Chair:Naoko SHINKAI(Tsuda University) Commentator:Kenta GOTO(Kansai University), Go SHIMADA(Meiji University)

9:30 AM - 10:00 AM

[1M01] Dragon Rouge Redux: Assessing China’s Economic Hegemony in Cambodia

*Toufic SARIEDDINE1 (1. Nagoya University )

Keywords:China, Cambodia, World-Systems Analysis, Hegemony, Belt and Road Initiative

1. Cambodia ranked second in countries most influenced by China in 2022, 9 years since the unfold of the Belt & Road Initiative (BRI) ushered record foreign direct investment from Beijing. China has also become Cambodia’s top source of imports, including machines and electronics, in addition to securing a trade surplus that has grown over the last decade, while Cambodia’s surplus with established powers (Japan and the United States) has remained stagnant or widened further. In the context of China-US hegemonic rivalry, a world-systems analysis (WSA) of these and other developments may address this question: Is bifurcation as argued in scholarship occurring in Cambodia?

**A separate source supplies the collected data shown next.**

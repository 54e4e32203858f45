//! Minimal owned XML element tree
//!
//! Documents are tokenized with `quick-xml` and folded into a small tree of
//! [`Element`]s. Building the tree is where well-formedness is decided: any
//! tokenizer error, mismatched or unclosed tag, stray top-level text, a missing
//! or repeated root element makes the whole document [`ParseError::Malformed`].
//!
//! Names are stored by local name, so `gpx:trkpt` and `trkpt` look the same to
//! the format parsers.

use crate::ParseError;
use quick_xml::Reader;
use quick_xml::events::{BytesStart, Event};
use std::fmt::Display;

#[derive(Debug, Clone, PartialEq)]
pub(crate) enum Node {
    Element(Element),
    Text(String),
}

#[derive(Debug, Clone, PartialEq)]
pub(crate) struct Element {
    name: String,
    attributes: Vec<(String, String)>,
    children: Vec<Node>,
}

fn malformed(position: u64, reason: impl Display) -> ParseError {
    ParseError::Malformed {
        position,
        reason: reason.to_string(),
    }
}

fn utf8_name(bytes: &[u8], position: u64) -> Result<String, ParseError> {
    std::str::from_utf8(bytes)
        .map(str::to_owned)
        .map_err(|e| malformed(position, e))
}

/// Parse a whole document and return its root element
pub(crate) fn parse_document(text: &str) -> Result<Element, ParseError> {
    let mut reader = Reader::from_str(text);
    let mut open: Vec<Element> = Vec::new();
    let mut root: Option<Element> = None;

    loop {
        let position = reader.buffer_position() as u64;
        let event = reader
            .read_event()
            .map_err(|e| malformed(reader.error_position() as u64, e))?;

        match event {
            Event::Start(start) => {
                if open.is_empty() && root.is_some() {
                    return Err(malformed(position, "multiple root elements"));
                }
                open.push(Element::from_start(&start, position)?);
            }
            Event::Empty(start) => {
                let element = Element::from_start(&start, position)?;
                attach(&mut open, &mut root, element, position)?;
            }
            Event::End(_) => {
                // quick-xml already checked that the end tag matches the open one
                let element = open
                    .pop()
                    .ok_or_else(|| malformed(position, "unexpected closing tag"))?;
                attach(&mut open, &mut root, element, position)?;
            }
            Event::Text(text) => {
                let text = text.unescape().map_err(|e| malformed(position, e))?;
                push_text(&mut open, text.into_owned(), position)?;
            }
            Event::CData(data) => {
                let text = std::str::from_utf8(&data).map_err(|e| malformed(position, e))?;
                push_text(&mut open, text.to_owned(), position)?;
            }
            Event::Eof => break,
            // Declarations, comments, processing instructions, doctype
            _ => {}
        }
    }

    if let Some(unclosed) = open.last() {
        return Err(malformed(
            reader.buffer_position() as u64,
            format_args!("unclosed element <{}>", unclosed.name),
        ));
    }

    root.ok_or_else(|| malformed(reader.buffer_position() as u64, "no root element"))
}

fn attach(
    open: &mut [Element],
    root: &mut Option<Element>,
    element: Element,
    position: u64,
) -> Result<(), ParseError> {
    match open.last_mut() {
        Some(parent) => parent.children.push(Node::Element(element)),
        None if root.is_some() => return Err(malformed(position, "multiple root elements")),
        None => *root = Some(element),
    }
    Ok(())
}

fn push_text(open: &mut [Element], text: String, position: u64) -> Result<(), ParseError> {
    match open.last_mut() {
        Some(parent) => parent.children.push(Node::Text(text)),
        None if text.trim().is_empty() => {}
        None => return Err(malformed(position, "text outside of the root element")),
    }
    Ok(())
}

impl Element {
    fn from_start(start: &BytesStart<'_>, position: u64) -> Result<Self, ParseError> {
        let name = utf8_name(start.local_name().as_ref(), position)?;
        let mut attributes = Vec::new();
        for attribute in start.attributes() {
            let attribute = attribute.map_err(|e| malformed(position, e))?;
            let key = utf8_name(attribute.key.local_name().as_ref(), position)?;
            let value = attribute
                .unescape_value()
                .map_err(|e| malformed(position, e))?;
            attributes.push((key, value.into_owned()));
        }
        Ok(Self {
            name,
            attributes,
            children: Vec::new(),
        })
    }

    #[inline]
    pub(crate) fn name(&self) -> &str {
        &self.name
    }

    /// Value of the attribute with the given local name
    pub(crate) fn attribute(&self, name: &str) -> Option<&str> {
        self.attributes
            .iter()
            .find(|(key, _)| key == name)
            .map(|(_, value)| value.as_str())
    }

    /// All descendant elements named `name`, in document order
    ///
    /// The element itself is not included, but matches nested inside other
    /// matches are.
    pub(crate) fn descendants<'a, 'n>(&'a self, name: &'n str) -> Descendants<'a, 'n> {
        Descendants {
            stack: vec![self.children.iter()],
            name,
        }
    }

    /// First descendant element named `name`, in document order
    #[inline]
    pub(crate) fn first_descendant(&self, name: &str) -> Option<&Element> {
        self.descendants(name).next()
    }

    /// Concatenated text of this element and all of its descendants
    pub(crate) fn text_content(&self) -> String {
        let mut out = String::new();
        let mut stack = vec![self.children.iter()];
        while let Some(children) = stack.last_mut() {
            match children.next() {
                Some(Node::Text(text)) => out.push_str(text),
                Some(Node::Element(element)) => stack.push(element.children.iter()),
                None => {
                    stack.pop();
                }
            }
        }
        out
    }
}

// Deeply nested documents would overflow the stack with the derived recursive drop
impl Drop for Element {
    fn drop(&mut self) {
        let mut pending = std::mem::take(&mut self.children);
        while let Some(node) = pending.pop() {
            if let Node::Element(mut element) = node {
                pending.append(&mut element.children);
            }
        }
    }
}

/// Pre-order iterator over descendants with a given name
pub(crate) struct Descendants<'a, 'n> {
    stack: Vec<std::slice::Iter<'a, Node>>,
    name: &'n str,
}

impl<'a> Iterator for Descendants<'a, '_> {
    type Item = &'a Element;

    fn next(&mut self) -> Option<Self::Item> {
        while let Some(children) = self.stack.last_mut() {
            match children.next() {
                Some(Node::Element(element)) => {
                    self.stack.push(element.children.iter());
                    if element.name == self.name {
                        return Some(element);
                    }
                }
                Some(Node::Text(_)) => {}
                None => {
                    self.stack.pop();
                }
            }
        }
        None
    }
}

#[cfg(test)]
mod tests {
    use super::*;

    fn names<'a>(iter: impl Iterator<Item = &'a Element>) -> Vec<String> {
        iter.map(|e| e.attribute("id").unwrap_or_default().to_string())
            .collect()
    }

    #[test]
    fn test_parse_simple_document() {
        let root = parse_document(r#"<?xml version="1.0"?><a x="1"><b>hi</b></a>"#).unwrap();
        assert_eq!(root.name(), "a");
        assert_eq!(root.attribute("x"), Some("1"));
        assert_eq!(root.attribute("y"), None);
        assert_eq!(root.first_descendant("b").unwrap().text_content(), "hi");
    }

    #[test]
    fn test_descendants_in_document_order() {
        let root = parse_document(
            r#"<r><p id="1"><p id="2"/></p><q><p id="3"/></q><p id="4"/></r>"#,
        )
        .unwrap();
        assert_eq!(names(root.descendants("p")), vec!["1", "2", "3", "4"]);
        assert_eq!(names(root.descendants("missing")), Vec::<String>::new());
    }

    #[test]
    fn test_local_names_ignore_prefixes() {
        let root = parse_document(
            r#"<g:gpx xmlns:g="urn:x"><g:trkpt g:lat="4"/></g:gpx>"#,
        )
        .unwrap();
        assert_eq!(root.name(), "gpx");
        let point = root.first_descendant("trkpt").unwrap();
        assert_eq!(point.attribute("lat"), Some("4"));
    }

    #[test]
    fn test_text_content_unescapes_and_joins() {
        let root =
            parse_document("<t>a &amp; <i>b</i><![CDATA[ <c> ]]></t>").unwrap();
        assert_eq!(root.text_content(), "a & b <c> ");
    }

    #[test]
    fn test_whitespace_is_preserved() {
        let root = parse_document("<t>  2024-01-01T00:00:00Z\n</t>").unwrap();
        assert_eq!(root.text_content(), "  2024-01-01T00:00:00Z\n");
    }

    #[test]
    fn test_malformed_documents() {
        let cases = [
            "<not-xml",
            "",
            "   ",
            "<?xml version=\"1.0\"?>",
            "<a><b></a>",
            "<a>",
            "<a></a><b></b>",
            "<a/><b/>",
            "text<a/>",
            "<a>&bogus;</a>",
            r#"<a x="1" x="2"/>"#,
            "</a>",
        ];
        for case in cases {
            assert!(
                matches!(parse_document(case), Err(ParseError::Malformed { .. })),
                "expected malformed: {case:?}"
            );
        }
    }

    #[test]
    fn test_first_descendant_outlives_name() {
        let root = parse_document("<a><b>x</b></a>").unwrap();
        let found = {
            let name = String::from("b");
            root.first_descendant(&name)
        };
        assert_eq!(found.map(Element::text_content).as_deref(), Some("x"));
    }

    #[test]
    fn test_deep_nesting_does_not_overflow() {
        const DEPTH: usize = 200_000;
        let doc = format!("<r>{}deep{}</r>", "<x>".repeat(DEPTH), "</x>".repeat(DEPTH));
        let root = parse_document(&doc).unwrap();
        assert_eq!(root.text_content(), "deep");
        assert_eq!(root.descendants("x").count(), DEPTH);
        drop(root);
    }

    #[test]
    fn test_trailing_whitespace_and_comments_are_fine() {
        assert!(parse_document("<!-- c --><a/>\n\n<!-- end -->\n").is_ok());
    }
}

2. Contrary to past transitions of hegemony, bifurcation holds that hegemony will unprecedentedly split into economic hegemony seized by Beijing while the military half (and the role of security provision) remains with currently hegemonic Washington. This paper then seeks to draw parallels between China’s growing economic relationship with Cambodia and the features of economic hegemony per WSA. These are production dominance, trade dominance, and thereafter, financial dominance.

3. We find that China has encouraged low-yielding/peripheral mining and agriculture processes in Cambodia, with exports of rice and copper surging to Beijing. Further, we find that China has achieved considerable production dominance through dominating Cambodia’s imports of machines and technology, subsequently widening its trade balance with the latter while the Phnom Penh’s trade deficit with Washington grows. This surplus, combined with recent free-trade agreements leads to considerable trade dominance by Beijing, complete with free-trade agreements with Phnom Penh to maintain flows of cheap agricultural products to itself. However, Cambodia’s dependence on the US dollar as well as China’s inability to give its yuan legal status within it renders Beijing unable to achieve financial dominance, thus obstructing economic dominance and refuting the bifurcation thesis within Cambodia.